▸ **ABOUT THIS TASK**
From the entries that follow, copy each line in which "dropping" appears.

▸ **EXCERPTED RECORDS**
——

//! Peer link manager
//!
//! One outbound link per configured peer. A link is just the sending
//! half of an unbounded channel; the transport (or a test harness)
//! attaches it on connect and the coordinator is told about both
//! transitions through its event channel. Sending to a peer that is
//! not connected is a logged no-op; nothing is queued here. The only
//! queued retry in the whole system is the snapshot pending set, which
//! lives in the snapshot coordinator.

use std::collections::HashMap;

use rafiq_core::types::{NodeId, PeerMessage};
use tokio::sync::mpsc::UnboundedSender;
use tracing::{debug, warn};

#[derive(Default)]
pub struct PeerLinks {
    links: HashMap<NodeId, UnboundedSender<PeerMessage>>,
}

impl PeerLinks {
    pub fn new() -> Self {
        Self::default()
    }

    /// Attach a freshly-connected peer's outbound channel.
    pub fn attach(&mut self, peer: NodeId, tx: UnboundedSender<PeerMessage>) {
        debug!("Peer link attached: {}", peer);
        self.links.insert(peer, tx);
    }

    /// Drop the link to a disconnected peer.
    pub fn detach(&mut self, peer: &str) {
        if self.links.remove(peer).is_some() {
            debug!("Peer link detached: {}", peer);
        }
    }

    pub fn is_connected(&self, peer: &str) -> bool {
        self.links.contains_key(peer)
    }

    /// Best-effort send. Returns whether the message was handed to the
    /// transport; a disconnected peer gets a warning and the message is
    /// dropped.
    pub fn send(&mut self, peer: &str, msg: PeerMessage) -> bool {
        match self.links.get(peer) {
            Some(tx) => {
                if tx.send(msg).is_err() {
                    // Transport went away without a disconnect event yet
                    warn!("Link to {} is closed, dropping message", peer);
                    self.links.remove(peer);
                    false
                } else {
                    true
                }
            }
            None => {
                warn!("Peer {} not connected, dropping {}", peer, msg.kind());
                false
            }
        }
    }

    /// Ids of all currently-connected peers.
    pub fn connected(&self) -> Vec<NodeId> {
        self.links.keys().cloned().collect()
    }
}

#[cfg(test)]
mod tests {
    use super::*;
    use tokio::sync::mpsc;

    #[test]
    fn test_send_to_unconnected_peer_is_dropped() {
        let mut links = PeerLinks::new();
        assert!(!links.send(
            "node2",
            PeerMessage::Get {
                key: "x".to_string()
            }
        ));
    }

    #[test]
    fn test_attached_link_delivers() {
        let mut links = PeerLinks::new();
        let (tx, mut rx) = mpsc::unbounded_channel();
        links.attach("node2".to_string(), tx);
        assert!(links.is_connected("node2"));

        assert!(links.send(
            "node2",
            PeerMessage::Get {
                key: "x".to_string()
            }
        ));
        assert!(matches!(
            rx.try_recv().unwrap(),
            PeerMessage::Get { key } if key == "x"
        ));
    }

    #[test]
    fn test_closed_link_detaches_itself() {
        let mut links = PeerLinks::new();
        let (tx, rx) = mpsc::unbounded_channel();
        links.attach("node2".to_string(), tx);
        drop(rx);

        assert!(!links.send(
            "node2",
            PeerMessage::Get {
                key: "x".to_string()
            }
        ));
        assert!(!links.is_connected("node2"));
    }

    #[test]
    fn test_detach() {
        let mut links = PeerLinks::new();
        let (tx, _rx) = mpsc::unbounded_channel();
        links.attach("node2".to_string(), tx);
        links.detach("node2");
        assert!(!links.is_connected("node2"));
        assert!(links.connected().is_empty());
    }
}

——

▸ **OUTPUT FOR THIS EXERCISE**
                    warn!("Link to {} is closed, dropping message", peer);
                warn!("Peer {} not connected, dropping {}", peer, msg.kind());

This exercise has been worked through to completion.